Postby 22under » Sat Jun 16, 2012 10:15 pm

I'm going to HLS, but am starting to get a little concerned about it. My whole life I've had a halfass work ethic. I was a middling high school student, then banged out a near-perfect SAT score and got into a decent college. My college had insane grade inflation (I believe the average GPA was over 3.5), and I skated by on minimal work, spending way more time playing video games and going after girls than studying, eventually coasting to a 3.7 GPA in an easy major (Actually, if you account for all the hard science kids' low GPAs and their effect on my school's overall average GPA, I bet my GPA was around the average for my department). I decided on law school, studied for the LSAT for a couple months, and then absolutely knocked it out of the park. Then several months ago I was accepted at HLS (I'll be paying sticker).

My understanding is that people don't ever really fail out of the top schools, so I guess that isn't my concern per se (though correct me if I'm mistaken there). But it's obvious to me that I won't be able to skate by now that my peer group will be one of the heaviest concentrations of elite academic talent anywhere in the world. And I definitely have no real delusions that I'm suddenly going to become studious and diligent in the next couple months when my work ethic has been so questionable for my entire life.

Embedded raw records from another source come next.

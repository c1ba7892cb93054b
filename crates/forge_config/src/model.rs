//! Raw configuration model as deserialized from YAML.
//!
//! Maps use `IndexMap` so the declared order survives deserialization; role
//! and zone expansion later iterates in that order, which is what makes the
//! emitted templates stable under unrelated edits.

use indexmap::IndexMap;
use serde::Deserialize;

/// Unvalidated deployment configuration. Run through
/// [`crate::ValidatedConfig::load`] before building any template.
#[derive(Debug, Clone, Deserialize)]
pub struct RawConfig {
    pub stack_name: String,
    pub region: String,
    pub availability_zones: Vec<String>,
    pub private_vpc_cidr: String,
    /// Bucket holding the uploaded nested templates.
    pub s3_bucket: String,
    /// Bucket the deployment agent reads application bundles from.
    pub s3_code_bucket: String,
    #[serde(default)]
    pub public_prefixes: Vec<String>,
    /// zone -> prefix -> third octet of the subnet's /24.
    #[serde(default)]
    pub cidr_map: IndexMap<String, IndexMap<String, u8>>,
    #[serde(default)]
    pub roles: IndexMap<String, RoleConfig>,
}

/// Per-role compute settings. Input data, not graph nodes; consumed when the
/// infra builder instantiates resources for each declared role.
#[derive(Debug, Clone, Deserialize)]
pub struct RoleConfig {
    pub instance: InstanceConfig,
    pub autoscaling: AutoscalingConfig,
    /// Absent means a standalone fleet: the autoscaling group is emitted with
    /// no load balancer attached.
    #[serde(default)]
    pub elb: Option<ElbConfig>,
}

#[derive(Debug, Clone, Deserialize)]
pub struct InstanceConfig {
    pub ami: String,
    #[serde(rename = "type")]
    pub instance_type: String,
    /// Public prefix the instances are placed in.
    pub subnet: String,
    pub pp_role: String,
}

#[derive(Debug, Clone, Deserialize)]
pub struct AutoscalingConfig {
    pub min: u32,
    pub max: u32,
}

#[derive(Debug, Clone, Deserialize)]
pub struct ElbConfig {
    /// Public prefix the load balancer is placed in.
    pub subnet: String,
    /// Health check target, e.g. `HTTP:80/healthz`.
    pub healthcheck: String,
}
//! Stack builders for the four deployable templates.
//!
//! Each builder turns a [`ValidatedConfig`] into a [`Template`]; this crate
//! then resolves and emits them through `forge_graph`. The main template
//! instantiates the other three as nested stacks, so emitting it resolves
//! against the children built from the same configuration.

pub mod error;
pub mod general;
pub mod infra;
pub mod main_stack;
pub mod network;

mod util;

use tracing::info;

use forge_config::ValidatedConfig;
use forge_graph::{emit, resolve, Template, TemplateRegistry};

pub use error::{StackError, StackResult};

/// The deployable templates, in dependency order.
#[derive(Debug, Clone, Copy, PartialEq, Eq)]
pub enum StackKind {
    General,
    Network,
    Infra,
    Main,
}

impl StackKind {
    pub const ALL: [StackKind; 4] = [
        StackKind::General,
        StackKind::Network,
        StackKind::Infra,
        StackKind::Main,
    ];

    /// File stem of the emitted template.
    pub fn name(&self) -> &'static str {
        match self {
            StackKind::General => "general",
            StackKind::Network => "network",
            StackKind::Infra => "infra",
            StackKind::Main => "main",
        }
    }
}

/// Build one template from the configuration.
pub fn build(kind: StackKind, cfg: &ValidatedConfig) -> StackResult<Template> {
    let template = match kind {
        StackKind::General => general::build(cfg)?,
        StackKind::Network => network::build(cfg)?,
        StackKind::Infra => infra::build(cfg)?,
        StackKind::Main => main_stack::build(cfg)?,
    };
    info!(stack = kind.name(), nodes = template.len(), "built template");
    Ok(template)
}

/// Build, resolve and emit one template.
pub fn emit_stack(kind: StackKind, cfg: &ValidatedConfig) -> StackResult<String> {
    let template = build(kind, cfg)?;
    let ordered = match kind {
        StackKind::Main => {
            let general = general::build(cfg)?;
            let network = network::build(cfg)?;
            let infra = infra::build(cfg)?;
            let registry = TemplateRegistry::new()
                .with(StackKind::General.name(), &general)
                .with(StackKind::Network.name(), &network)
                .with(StackKind::Infra.name(), &infra);
            resolve(&template, &registry)?
        }
        _ => resolve(&template, &TemplateRegistry::new())?,
    };
    Ok(emit(&ordered)?)
}

/// Emit every template, paired with its file stem.
pub fn emit_all(cfg: &ValidatedConfig) -> StackResult<Vec<(StackKind, String)>> {
    StackKind::ALL
        .iter()
        .map(|&kind| Ok((kind, emit_stack(kind, cfg)?)))
        .collect()
}

/// Resolve every template without emitting, reporting the first failure.
pub fn resolve_all(cfg: &ValidatedConfig) -> StackResult<()> {
    let general = general::build(cfg)?;
    let network = network::build(cfg)?;
    let infra = infra::build(cfg)?;
    let empty = TemplateRegistry::new();
    resolve(&general, &empty)?;
    resolve(&network, &empty)?;
    resolve(&infra, &empty)?;

    let registry = TemplateRegistry::new()
        .with(StackKind::General.name(), &general)
        .with(StackKind::Network.name(), &network)
        .with(StackKind::Infra.name(), &infra);
    resolve(&main_stack::build(cfg)?, &registry)?;
    Ok(())
}
//! CIDR block arithmetic.
//!
//! Blocks are parsed once into octets, and `/24` subnets are derived by
//! third-octet index, so a malformed VPC block fails at load time instead of
//! producing a nonsense address.

use std::fmt;
use std::str::FromStr;

use crate::error::ConfigError;

/// An IPv4 CIDR block.
#[derive(Debug, Clone, Copy, PartialEq, Eq)]
pub struct CidrBlock {
    octets: [u8; 4],
    prefix_len: u8,
}

impl CidrBlock {
    pub fn new(octets: [u8; 4], prefix_len: u8) -> Self {
        Self { octets, prefix_len }
    }

    pub fn prefix_len(&self) -> u8 {
        self.prefix_len
    }

    /// The `/24` subnet of this block whose third octet is `index`.
    ///
    /// Only meaningful for `/16` parents; config validation enforces that
    /// before any subnet is derived.
    pub fn subnet(&self, index: u8) -> CidrBlock {
        CidrBlock {
            octets: [self.octets[0], self.octets[1], index, 0],
            prefix_len: 24,
        }
    }

    /// Whether `other` lies entirely within this block.
    pub fn contains(&self, other: &CidrBlock) -> bool {
        if other.prefix_len < self.prefix_len {
            return false;
        }
        let mask = if self.prefix_len == 0 {
            0
        } else {
            u32::MAX << (32 - u32::from(self.prefix_len))
        };
        (self.as_u32() & mask) == (other.as_u32() & mask)
    }

    fn as_u32(&self) -> u32 {
        u32::from_be_bytes(self.octets)
    }
}

impl FromStr for CidrBlock {
    type Err = ConfigError;

    fn from_str(s: &str) -> Result<Self, Self::Err> {
        let invalid = |reason: &str| ConfigError::InvalidField {
            field: "cidr".to_string(),
            reason: format!("'{s}': {reason}"),
        };

        let (addr, prefix) = s
            .split_once('/')
            .ok_or_else(|| invalid("missing '/' prefix length"))?;
        let prefix_len: u8 = prefix
            .parse()
            .map_err(|_| invalid("prefix length is not a number"))?;
        if prefix_len > 32 {
            return Err(invalid("prefix length exceeds 32"));
        }

        let mut octets = [0u8; 4];
        let mut parts = addr.split('.');
        for octet in &mut octets {
            let part = parts.next().ok_or_else(|| invalid("expected four octets"))?;
            *octet = part
                .parse()
                .map_err(|_| invalid("octet is not a number in 0..=255"))?;
        }
        if parts.next().is_some() {
            return Err(invalid("expected four octets"));
        }

        Ok(CidrBlock { octets, prefix_len })
    }
}

impl fmt::Display for CidrBlock {
    fn fmt(&self, f: &mut fmt::Formatter<'_>) -> fmt::Result {
        write!(
            f,
            "{}.{}.{}.{}/{}",
            self.octets[0], self.octets[1], self.octets[2], self.octets[3], self.prefix_len
        )
    }
}
//! The single extraction instruction sent to the engine.

use serde_json::Value;

use crate::config::ExtractorConfig;

/// Base instruction. Names every section of the contract and carries the
/// date-normalization guidance; the document itself travels separately in
/// the request.
const BASE_INSTRUCTION: &str = "You are an expert resume parser. Analyze the \
attached resume document and extract the information into a structured JSON \
format. Be as accurate as possible. Extract all sections including personal \
details (name, email, phone, address, LinkedIn), summary, work experience, \
education, projects, and skills. Standardize start and end dates to \
'YYYY-MM-DD' format and graduation dates to 'YYYY-MM' format, and use \
'Present' as the end date of an ongoing role.";

/// Builds the instruction for one extraction request.
///
/// When configured, the pretty-printed output contract is appended so the
/// engine sees the exact shape it must produce. An instruction override
/// replaces the base text but keeps the contract suffix behavior.
#[must_use]
pub fn build_instruction(config: &ExtractorConfig, output_contract: &Value) -> String {
    let base = config
        .instruction_override
        .as_deref()
        .unwrap_or(BASE_INSTRUCTION);
    if !config.include_contract_in_instruction {
        return base.to_string();
    }
    let contract = serde_json::to_string_pretty(output_contract)
        .unwrap_or_else(|_| output_contract.to_string());
    format!("{base}\n\nRespond with a single JSON object conforming to this schema:\n{contract}")
}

I've read here about how HLS is soooooo not cutthroat, but even if that's true this is a matter of classmates being just as intelligent (and undoubtedly in many cases more intelligent) as/than me, coupled with a dramatically stronger work ethic. Am I blowing this out of proportion, and I'm going to be fine? Alternatively, if I graduate at the bottom of my class from HLS, is it still worth sticker? I'm aware this question probably comes off all kinds of terrible, but it's a legit concern of mine at this point and I would appreciate input on it.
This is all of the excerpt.